La Policía realizaba un nuevo operativo en esta ciudadela capitalina habitada en su mayoría por costarricenses y nicaragüenses, para tratar de identificar a un hombre que habría participado en un tiroteo entre pandillas hace varias semanas, en el que falleció un niño de 9 años y una mujer resultó baleada.

Al salir en defensa de su pareja, la nicaragüense agredió al policía y quedó capturada junto con su compañero. Ella fue esposada, pero se escondió en un caserío, sin embargo, minutos después, la autoridad la encontró con las esposas cortadas.

La dama y su compañero fueron remitidos a la Fiscalía de San José.

Enfrentamientos

La inseguridad en La Carpio se incrementó, tras los continuos enfrentamientos entre las temidas pandillas que se disputan territorios para la venta de droga, según la policía.

El domingo pasado una nueva balacera en la vía pública dejó a un niño nicaragüense herido en la frente y lo triste es que el menor de 6 años se dirigía a la pulpería a comprar meneítos.

“Él iba para la pulpería a comprar y resulta que se le cayó la moneda y se regresó a pedirme otra, cuando en eso vi un balazo que refiló por el portón de la casa donde vivimos, luego me gritaron que él venía emanando sangre, logré tomarlo de la camisita, buscamos un vecino para que nos trajera a un hospital, no sé si era un balazo o una pedrada”, relató la madre del menor, María Narváez.

En esta ocasión el menor logró escapar de la muerte porque la bala apenas rozó su frente, pero hace 3 semanas, otro niño de 9 años murió al recibir una bala cuando dos pandillas se enfrentaban.

47 de cada cien son nicas

La Carpio es una barriada de 626 mil metros cuadrados de extensión donde habitan un poco más de 20 mil personas, según la Universidad de Costa Rica. El 49 % de sus habitantes son ticos, el 47 nicas y el restante son de otras nacionalidades.

Según la Fuerza Pública, aquí operan al menos 7 pandillas que en la lucha por territorio y distribución de drogas, se enfrentan a balazos. El promedio es de un enfrentamiento por día.

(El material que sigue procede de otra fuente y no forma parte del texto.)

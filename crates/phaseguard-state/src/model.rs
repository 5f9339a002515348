//! The session state document.
//!
//! Field names are serialized in PascalCase; these are the canonical names.
//! Legacy spellings are handled in [`crate::aliases`] before a document ever
//! reaches these types, so every struct here denies unknown fields.

use chrono::{DateTime, Utc};
use serde::{Deserialize, Serialize};
use std::collections::BTreeMap;

use phaseguard_evidence::{ClaimKind, EvidenceClass, RepoIdentity};
use phaseguard_policy::GovernedRun;
use phaseguard_reason::{Category, ReasonCode, ReasonPayload};
use phaseguard_utils::types::{
    CONFIDENCE_THRESHOLD, GateName, GateStatus, MAX_GATE_ITERATIONS, Mode, PhaseId, RolloutPhase,
    SessionKey,
};

pub const SCHEMA_VERSION: &str = "1";

#[derive(Debug, Clone, PartialEq, Serialize, Deserialize)]
#[serde(rename_all = "PascalCase", deny_unknown_fields)]
pub struct SessionState {
    pub schema_version: String,
    pub repo_fingerprint: String,
    pub run_id: String,
    pub session_started_at: DateTime<Utc>,
    pub phase: PhaseRef,
    pub mode: Mode,
    /// Kept signed so out-of-range documents load and fail the range check
    pub confidence_level: i64,
    /// Phase token to work on next, or a `BLOCKED-*` code
    pub next: String,
    #[serde(default)]
    pub gates: BTreeMap<GateName, GateRecord>,
    #[serde(default)]
    pub gate_artifacts: BTreeMap<GateName, GateArtifacts>,
    #[serde(default)]
    pub phase5_review: Phase5Review,
    #[serde(default)]
    pub architecture_decisions: Vec<ArchitectureDecision>,
    #[serde(default, skip_serializing_if = "Option::is_none")]
    pub decision_surface: Option<DecisionSurface>,
    #[serde(default)]
    pub build_evidence: BuildEvidence,
    #[serde(default)]
    pub diagnostics: Diagnostics,
    #[serde(default)]
    pub loaded_rulebooks: BTreeMap<String, String>,
    #[serde(default)]
    pub loaded_addons: BTreeMap<String, String>,
    #[serde(default)]
    pub load_evidence: BTreeMap<String, String>,
    #[serde(default)]
    pub paths: BTreeMap<String, String>,
    /// Artifact name -> present
    #[serde(default)]
    pub artifacts: BTreeMap<String, bool>,
    #[serde(default)]
    pub applicability: BTreeMap<String, bool>,
    #[serde(default)]
    pub transitions: Vec<Transition>,
    #[serde(default, skip_serializing_if = "Option::is_none")]
    pub integrity_hashes: Option<IntegrityHashes>,
    #[serde(rename = "migration_events", default)]
    pub migration_events: Vec<MigrationEvent>,
}

#[derive(Debug, Clone, PartialEq, Eq, Serialize, Deserialize)]
#[serde(rename_all = "PascalCase", deny_unknown_fields)]
pub struct PhaseRef {
    pub ordinal: u8,
    pub token: String,
    pub name: PhaseId,
}

impl From<PhaseId> for PhaseRef {
    fn from(phase: PhaseId) -> Self {
        Self {
            ordinal: phase.ordinal(),
            token: phase.token().to_string(),
            name: phase,
        }
    }
}

#[derive(Debug, Clone, Default, PartialEq, Eq, Serialize, Deserialize)]
#[serde(rename_all = "PascalCase", deny_unknown_fields)]
pub struct GateRecord {
    pub status: GateStatus,
    #[serde(default)]
    pub evidence_ids: Vec<String>,
    /// 1-based review iteration currently in progress
    #[serde(default = "first_iteration")]
    pub iteration: u32,
}

fn first_iteration() -> u32 {
    1
}

#[derive(Debug, Clone, Copy, PartialEq, Eq, Serialize, Deserialize)]
#[serde(rename_all = "lowercase")]
pub enum Presence {
    Present,
    Missing,
}

#[derive(Debug, Clone, Default, PartialEq, Eq, Serialize, Deserialize)]
#[serde(rename_all = "PascalCase", deny_unknown_fields)]
pub struct GateArtifacts {
    #[serde(default)]
    pub provided: BTreeMap<String, Presence>,
}

impl GateArtifacts {
    #[must_use]
    pub fn missing(&self) -> Vec<&str> {
        self.provided
            .iter()
            .filter(|(_, p)| **p == Presence::Missing)
            .map(|(name, _)| name.as_str())
            .collect()
    }
}

#[derive(Debug, Clone, Copy, Default, PartialEq, Eq, Serialize, Deserialize)]
#[serde(rename_all = "kebab-case")]
pub enum ReviewStatus {
    #[default]
    InProgress,
    Approved,
    EscalatedToHuman,
}

#[derive(Debug, Clone, PartialEq, Eq, Serialize, Deserialize)]
#[serde(rename_all = "PascalCase", deny_unknown_fields)]
pub struct Phase5Review {
    pub iteration: u32,
    pub max_iterations: u32,
    pub status: ReviewStatus,
    pub plan_version: u32,
    #[serde(default)]
    pub history: Vec<ReviewFeedback>,
}

impl Default for Phase5Review {
    fn default() -> Self {
        Self {
            iteration: 1,
            max_iterations: MAX_GATE_ITERATIONS,
            status: ReviewStatus::InProgress,
            plan_version: 1,
            history: Vec::new(),
        }
    }
}

/// One architecture-review round.
#[derive(Debug, Clone, PartialEq, Eq, Serialize, Deserialize)]
#[serde(rename_all = "PascalCase", deny_unknown_fields)]
pub struct ReviewFeedback {
    pub iteration: u32,
    pub plan_version: u32,
    pub status: GateStatus,
    #[serde(default)]
    pub issues: Vec<String>,
    #[serde(default)]
    pub suggestions: Vec<String>,
    #[serde(default)]
    pub questions: Vec<String>,
    #[serde(default)]
    pub escalated: bool,
}

#[derive(Debug, Clone, Copy, PartialEq, Eq, Serialize, Deserialize)]
#[serde(rename_all = "lowercase")]
pub enum DecisionStatus {
    Proposed,
    Approved,
    Rejected,
    Superseded,
}

#[derive(Debug, Clone, PartialEq, Eq, Serialize, Deserialize)]
#[serde(rename_all = "PascalCase", deny_unknown_fields)]
pub struct ArchitectureDecision {
    pub id: String,
    pub title: String,
    pub status: DecisionStatus,
}

/// Choice put to the operator while in `ARCHITECT` mode.
#[derive(Debug, Clone, PartialEq, Eq, Serialize, Deserialize)]
#[serde(rename_all = "PascalCase", deny_unknown_fields)]
pub struct DecisionSurface {
    pub question: String,
    #[serde(default)]
    pub options: Vec<String>,
}

impl DecisionSurface {
    #[must_use]
    pub fn is_populated(&self) -> bool {
        !self.question.trim().is_empty() && self.options.iter().any(|o| !o.trim().is_empty())
    }
}

#[derive(Debug, Clone, Default, PartialEq, Eq, Serialize, Deserialize)]
#[serde(rename_all = "PascalCase", deny_unknown_fields)]
pub struct BuildEvidence {
    #[serde(default)]
    pub evidence_ids: Vec<String>,
    #[serde(default)]
    pub claims: BTreeMap<String, ClaimEntry>,
}

/// A claim registered against a gate, with its last verification result.
#[derive(Debug, Clone, PartialEq, Eq, Serialize, Deserialize)]
#[serde(rename_all = "PascalCase", deny_unknown_fields)]
pub struct ClaimEntry {
    pub label: String,
    pub kind: ClaimKind,
    pub required_class: EvidenceClass,
    pub gate: GateName,
    #[serde(default)]
    pub evidence_ids: Vec<String>,
    #[serde(default, skip_serializing_if = "Option::is_none")]
    pub resolution: Option<ClaimResolution>,
}

#[derive(Debug, Clone, PartialEq, Eq, Serialize, Deserialize)]
#[serde(rename_all = "PascalCase", deny_unknown_fields)]
pub struct ClaimResolution {
    pub verified: bool,
    /// `NOT_VERIFIED-*` or `BLOCKED-*` code when not verified
    #[serde(default, skip_serializing_if = "Option::is_none")]
    pub reason_code: Option<String>,
    #[serde(default, skip_serializing_if = "Option::is_none")]
    pub evidence_id: Option<String>,
}

#[derive(Debug, Clone, Default, PartialEq, Eq, Serialize, Deserialize)]
#[serde(rename_all = "PascalCase", deny_unknown_fields)]
pub struct Diagnostics {
    /// Codes currently in force, as their wire strings
    #[serde(default)]
    pub active_reasons: Vec<String>,
    #[serde(default)]
    pub reason_payloads: BTreeMap<String, ReasonPayload>,
}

El nombre de cada una de las pandillas responde a su ubicación geográfica, paradas o sectores.

Las pandillas son La Primera (parada), La Segunda, La Tercera, La Cuarta y La Terminal. También está La Cueva del Sapo y Las Gradas, aunque se habla de una octava llamada La Doce, cuyo nombre se debe al número de sus integrantes.

Se necesita un cambio de cultura

A pesar de la alta cantidad de personas que habitan en La Carpio, solo hay 22 policías con dos patrullas que cuidan día y noche esta ciudadela. La cantidad de oficiales no da abasto para un barrio marginal sumergido en la pobreza, desempleo y donde algunos de sus jóvenes se refugian en la delincuencia para sobrevivir.

Para Edgar Porras, oficial que labora en esta ciudadela, la inseguridad no se soluciona con más presencia policial, sino con un cambio de cultura.

Considera que hay de-sempleo y pobreza, pero la energía de muchos jóvenes bien podrían canalizarla de otra forma que no sea cometer delitos.

De acuerdo con el director de la Fuerza Pública de San José, Raúl Rivera, muchas de las armas usadas en los enfrentamientos son hechizas, es decir elaboradas artesanalmente con tubos y otros accesorios.

“Es una regla general que estos hechos se han cometido con armas artesanales”, explica Rivera, añadiendo que hasta el momento le han decomisado a estas pandillas 4 armas hechizas.